Write out the whole listing again, exactly.

☆ ☆ ☆ ☆

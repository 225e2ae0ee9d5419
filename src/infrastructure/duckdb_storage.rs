use crate::infrastructure::storage::{KeyValueStore, Scope};
use anyhow::{Context, Result, anyhow};
use duckdb::{Connection, OptionalExt, params};
use serde_json::{Map, Value};
use std::collections::HashSet;
use std::path::Path;
use std::sync::{Mutex, MutexGuard};

/// Schema migrations of the backing database, applied in order.
const MIGRATIONS: [(i32, &str, &str); 1] = [(
    1,
    "001_create_kv_store",
    include_str!("../../migrations/001_create_kv_store.sql"),
)];

pub struct DuckDbStore {
    conn: Mutex<Connection>,
}

impl DuckDbStore {
    pub fn new<P: AsRef<Path>>(db_path: P) -> Result<Self> {
        let conn = Connection::open(db_path).context("Failed to open DuckDB connection")?;

        let store = Self {
            conn: Mutex::new(conn),
        };
        store.initialize()?;
        Ok(store)
    }

    pub fn in_memory() -> Result<Self> {
        let conn = Connection::open_in_memory()
            .context("Failed to create in-memory DuckDB connection")?;

        let store = Self {
            conn: Mutex::new(conn),
        };
        store.initialize()?;
        Ok(store)
    }

    fn initialize(&self) -> Result<()> {
        self.setup_migration_system()?;
        self.run_migrations()?;
        Ok(())
    }

    fn lock(&self) -> Result<MutexGuard<'_, Connection>> {
        self.conn
            .lock()
            .map_err(|_| anyhow!("DuckDB connection lock poisoned"))
    }

    fn decode(key: &str, raw: &str) -> Result<Value> {
        serde_json::from_str(raw)
            .with_context(|| format!("Failed to decode stored value for {}", key))
    }
}

impl KeyValueStore for DuckDbStore {
    fn get(&self, scope: Scope, key: &str) -> Result<Option<Value>> {
        let conn = self.lock()?;
        let raw: Option<String> = conn
            .query_row(
                "SELECT value FROM kv_store WHERE scope = ? AND key = ?",
                params![scope.as_str(), key],
                |row| row.get(0),
            )
            .optional()
            .context("Failed to read key")?;

        raw.map(|raw| Self::decode(key, &raw)).transpose()
    }

    fn set_many(&self, scope: Scope, entries: Map<String, Value>) -> Result<()> {
        let mut conn = self.lock()?;
        let tx = conn.transaction().context("Failed to begin transaction")?;

        for (key, value) in &entries {
            tx.execute(
                "INSERT OR REPLACE INTO kv_store (scope, key, value) VALUES (?, ?, ?)",
                params![scope.as_str(), key, value.to_string()],
            )
            .with_context(|| format!("Failed to write {}", key))?;
        }

        tx.commit().context("Failed to commit write")?;
        log::debug!("wrote {} key(s) to {} scope", entries.len(), scope);
        Ok(())
    }

    fn remove(&self, scope: Scope, key: &str) -> Result<()> {
        let conn = self.lock()?;
        conn.execute(
            "DELETE FROM kv_store WHERE scope = ? AND key = ?",
            params![scope.as_str(), key],
        )
        .context("Failed to delete key")?;
        Ok(())
    }

    fn snapshot(&self, scope: Scope) -> Result<Map<String, Value>> {
        let conn = self.lock()?;
        let mut stmt = conn
            .prepare("SELECT key, value FROM kv_store WHERE scope = ? ORDER BY key")
            .context("Failed to prepare select statement")?;

        let rows = stmt.query_map(params![scope.as_str()], |row| {
            Ok((row.get::<_, String>(0)?, row.get::<_, String>(1)?))
        })?;

        let mut map = Map::new();
        for row in rows {
            let (key, raw) = row?;
            let value = Self::decode(&key, &raw)?;
            map.insert(key, value);
        }

        Ok(map)
    }

    fn clear(&self, scope: Scope) -> Result<()> {
        let conn = self.lock()?;
        conn.execute("DELETE FROM kv_store WHERE scope = ?", params![scope.as_str()])
            .context("Failed to clear scope")?;
        Ok(())
    }

    fn backend_info(&self) -> &str {
        "DuckDB Storage Backend v1.0"
    }
}

impl DuckDbStore {
    fn setup_migration_system(&self) -> Result<()> {
        let conn = self.lock()?;
        conn.execute_batch(
            r#"
            CREATE TABLE IF NOT EXISTS migrations (
                version INTEGER PRIMARY KEY,
                name TEXT NOT NULL,
                applied_at TIMESTAMP DEFAULT CURRENT_TIMESTAMP
            );
        "#,
        )
        .context("Failed to create migrations table")?;
        Ok(())
    }

    fn run_migrations(&self) -> Result<()> {
        let applied = self.get_applied_migrations()?;

        for (version, name, sql_content) in MIGRATIONS {
            if !applied.contains(&version) {
                self.apply_migration(version, name, sql_content)
                    .with_context(|| format!("Failed to apply migration {}: {}", version, name))?;
            }
        }

        Ok(())
    }

    fn get_applied_migrations(&self) -> Result<HashSet<i32>> {
        let conn = self.lock()?;
        let mut stmt = conn
            .prepare("SELECT version FROM migrations ORDER BY version")
            .context("Failed to prepare migration query")?;

        let rows = stmt.query_map([], |row| row.get::<_, i32>(0))?;

        let mut applied = HashSet::new();
        for version in rows {
            applied.insert(version?);
        }

        Ok(applied)
    }

    fn apply_migration(&self, version: i32, name: &str, sql_content: &str) -> Result<()> {
        let conn = self.lock()?;

        conn.execute_batch(sql_content)
            .with_context(|| format!("Failed to execute migration SQL for {}", name))?;

        conn.execute(
            "INSERT INTO migrations (version, name) VALUES (?, ?)",
            params![version, name],
        )
        .with_context(|| format!("Failed to record migration {} as applied", name))?;

        log::info!("applied storage migration {}", name);
        Ok(())
    }
}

☆ ☆ ☆ ☆

* Answer to the problem:
repository 225e2ae0ee9d5419
filename src/infrastructure/duckdb_storage.rs
use crate::infrastructure::storage::{KeyValueStore, Scope};
use anyhow::{Context, Result, anyhow};
use duckdb::{Connection, OptionalExt, params};
use serde_json::{Map, Value};
use std::collections::HashSet;
use std::path::Path;
use std::sync::{Mutex, MutexGuard};

/// Schema migrations of the backing database, applied in order.
const MIGRATIONS: [(i32, &str, &str); 1] = [(
    1,
    "001_create_kv_store",
    include_str!("../../migrations/001_create_kv_store.sql"),
)];

pub struct DuckDbStore {
    conn: Mutex<Connection>,
}

impl DuckDbStore {
    pub fn new<P: AsRef<Path>>(db_path: P) -> Result<Self> {
        let conn = Connection::open(db_path).context("Failed to open DuckDB connection")?;

        let store = Self {
            conn: Mutex::new(conn),
        };
        store.initialize()?;
        Ok(store)
    }

    pub fn in_memory() -> Result<Self> {
        let conn = Connection::open_in_memory()
            .context("Failed to create in-memory DuckDB connection")?;

        let store = Self {
            conn: Mutex::new(conn),
        };
        store.initialize()?;
        Ok(store)
    }

    fn initialize(&self) -> Result<()> {
        self.setup_migration_system()?;
        self.run_migrations()?;
        Ok(())
    }

    fn lock(&self) -> Result<MutexGuard<'_, Connection>> {
        self.conn
            .lock()
            .map_err(|_| anyhow!("DuckDB connection lock poisoned"))
    }

    fn decode(key: &str, raw: &str) -> Result<Value> {
        serde_json::from_str(raw)
            .with_context(|| format!("Failed to decode stored value for {}", key))
    }
}

impl KeyValueStore for DuckDbStore {
    fn get(&self, scope: Scope, key: &str) -> Result<Option<Value>> {
        let conn = self.lock()?;
        let raw: Option<String> = conn
            .query_row(
                "SELECT value FROM kv_store WHERE scope = ? AND key = ?",
                params![scope.as_str(), key],
                |row| row.get(0),
            )
            .optional()
            .context("Failed to read key")?;

        raw.map(|raw| Self::decode(key, &raw)).transpose()
    }

    fn set_many(&self, scope: Scope, entries: Map<String, Value>) -> Result<()> {
        let mut conn = self.lock()?;
        let tx = conn.transaction().context("Failed to begin transaction")?;

        for (key, value) in &entries {
            tx.execute(
                "INSERT OR REPLACE INTO kv_store (scope, key, value) VALUES (?, ?, ?)",
                params![scope.as_str(), key, value.to_string()],
            )
            .with_context(|| format!("Failed to write {}", key))?;
        }

        tx.commit().context("Failed to commit write")?;
        log::debug!("wrote {} key(s) to {} scope", entries.len(), scope);
        Ok(())
    }

    fn remove(&self, scope: Scope, key: &str) -> Result<()> {
        let conn = self.lock()?;
        conn.execute(
            "DELETE FROM kv_store WHERE scope = ? AND key = ?",
            params![scope.as_str(), key],
        )
        .context("Failed to delete key")?;
        Ok(())
    }

    fn snapshot(&self, scope: Scope) -> Result<Map<String, Value>> {
        let conn = self.lock()?;
        let mut stmt = conn
            .prepare("SELECT key, value FROM kv_store WHERE scope = ? ORDER BY key")
            .context("Failed to prepare select statement")?;

        let rows = stmt.query_map(params![scope.as_str()], |row| {
            Ok((row.get::<_, String>(0)?, row.get::<_, String>(1)?))
        })?;

        let mut map = Map::new();
        for row in rows {
            let (key, raw) = row?;
            let value = Self::decode(&key, &raw)?;
            map.insert(key, value);
        }

        Ok(map)
    }

    fn clear(&self, scope: Scope) -> Result<()> {
        let conn = self.lock()?;
        conn.execute("DELETE FROM kv_store WHERE scope = ?", params![scope.as_str()])
            .context("Failed to clear scope")?;
        Ok(())
    }

    fn backend_info(&self) -> &str {
        "DuckDB Storage Backend v1.0"
    }
}

impl DuckDbStore {
    fn setup_migration_system(&self) -> Result<()> {
        let conn = self.lock()?;
        conn.execute_batch(
            r#"
            CREATE TABLE IF NOT EXISTS migrations (
                version INTEGER PRIMARY KEY,
                name TEXT NOT NULL,
                applied_at TIMESTAMP DEFAULT CURRENT_TIMESTAMP
            );
        "#,
        )
        .context("Failed to create migrations table")?;
        Ok(())
    }

    fn run_migrations(&self) -> Result<()> {
        let applied = self.get_applied_migrations()?;

        for (version, name, sql_content) in MIGRATIONS {
            if !applied.contains(&version) {
                self.apply_migration(version, name, sql_content)
                    .with_context(|| format!("Failed to apply migration {}: {}", version, name))?;
            }
        }

        Ok(())
    }

    fn get_applied_migrations(&self) -> Result<HashSet<i32>> {
        let conn = self.lock()?;
        let mut stmt = conn
            .prepare("SELECT version FROM migrations ORDER BY version")
            .context("Failed to prepare migration query")?;

        let rows = stmt.query_map([], |row| row.get::<_, i32>(0))?;

        let mut applied = HashSet::new();
        for version in rows {
            applied.insert(version?);
        }

        Ok(applied)
    }

    fn apply_migration(&self, version: i32, name: &str, sql_content: &str) -> Result<()> {
        let conn = self.lock()?;

        conn.execute_batch(sql_content)
            .with_context(|| format!("Failed to execute migration SQL for {}", name))?;

        conn.execute(
            "INSERT INTO migrations (version, name) VALUES (?, ?)",
            params![version, name],
        )
        .with_context(|| format!("Failed to record migration {} as applied", name))?;

        log::info!("applied storage migration {}", name);
        Ok(())
    }
}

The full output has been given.